Reputation: 1
I am running a workflow with the schedule_interval
of 15mins. Now after completing the execution of the workflow, I have modified the configuration of the workflow and updated the schedule_interval
to 10 mins.
In this case it is creating some instances based on the difference between the last execution date and current start date and in those instances the task are not getting started, just the dag is shown in running state constantly.

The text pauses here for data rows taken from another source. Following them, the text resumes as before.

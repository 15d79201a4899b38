//! Axum integration shared by the Gatepass HTTP surfaces.
//!
//! The HTTP layer is the imperative shell around the check-in core:
//!
//! ```text
//! ┌─────────────────────────────────────────┐
//! │          Imperative Shell (Axum)        │  ← HTTP, JSON, auth header
//! │  - Request parsing                      │  ← Correlation IDs, tracing
//! │  - Response serialization               │
//! ├─────────────────────────────────────────┤
//! │          Core (gatepass-core)           │
//! │  - Token issuing, QR encoding           │
//! │  - Check-in validation                  │
//! │  - RegistrationStore trait              │
//! └─────────────────────────────────────────┘
//! ```
//!
//! This crate holds the pieces any router needs: [`AppError`], the
//! correlation ID layer, the [`AdminSession`] guard and health handlers.

#![forbid(unsafe_code)]
#![warn(missing_docs, clippy::pedantic)]
#![allow(clippy::module_name_repetitions)]

pub mod error;
pub mod extractors;
pub mod handlers;
pub mod middleware;

pub use error::AppError;
pub use extractors::{AdminKeySource, AdminSession, CorrelationId};
pub use middleware::{CORRELATION_ID_HEADER, correlation_id_layer};

/// Result type alias for web handlers.
pub type WebResult<T> = Result<T, AppError>;
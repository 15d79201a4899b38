//! Door scanner loop.
//!
//! A reducer-driven state machine that owns the camera lifecycle:
//!
//! ```text
//! Idle ─Start→ Starting ─CameraStarted→ Scanning ─FrameDecoded→ Validating
//!                 │                                                  │
//!          CameraFailed                                  ValidationCompleted
//!                 ↓                                                  ↓
//!        CameraUnavailable ─Retry→ Starting ←─ResetElapsed / Reset─ Showing
//!
//! any ─Stop→ Stopped (camera released)
//! ```
//!
//! The reducer is pure; camera, gateway and feedback are reached only through
//! effects built from [`ScannerEnvironment`]. Run it in a
//! `gatepass_runtime::store::Store`.

pub mod actions;
pub mod environment;
pub mod gateway;
pub mod mocks;
pub mod reducer;
pub mod session;
pub mod terminal;
#[cfg(test)]
mod tests;
pub mod types;

pub use actions::ScannerAction;
pub use environment::{Camera, CameraError, CheckinGateway, ScanFeedback, ScannerEnvironment};
pub use gateway::{GatewayError, HttpCheckinGateway, LocalCheckinGateway};
pub use reducer::ScannerReducer;
pub use session::{Command, SessionError, run_session};
pub use types::{FeedbackTone, ScanTally, ScannerPhase, ScannerState};

/// A running scanner loop
pub type ScannerStore =
    gatepass_runtime::store::Store<ScannerState, ScannerAction, ScannerEnvironment, ScannerReducer>;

How can I restrict these extra instances or can make them failed by default?
Let the Start date
of the DAG is 29/7/2019T12:00PM
Schedule Interval
is 15min.
Now let after running two instances at 12:32PM I have update the workflow schedule_interval
to 10 mins and the start_date
to current date i.e. 29/7/2019T12:32PM.
In this case as the last execution date
of the dag was 29/7/2019T12:30PM.
No according to the last execution date
and the updated schedule_interval
the next instance should run at 12:40PM, but next execution date
according to the previous schedule_interval
is 12:45.
So it won't run this instance. and will give dependency error saying:
your execution date is less than the start date.
Upvotes: 0
Views: 1300
Reputation: 11607
The fool-proof way of dodging such misbehaviours by scheduler
is to not confuse it, i.e. do NOT change the schedule_interval
of a DAG. In other words, if you have to to modify schedule interval of a DAG, just rename it; which will make airflow forget the old DAG and treat the renamed DAG as a brand new one
But my anecdotal tip is that if you ever happen to (say accidently) modify the schedule interval of a DAG, restarting the Airflow scheduler / webserver processes also solves the problem.
Upvotes: 5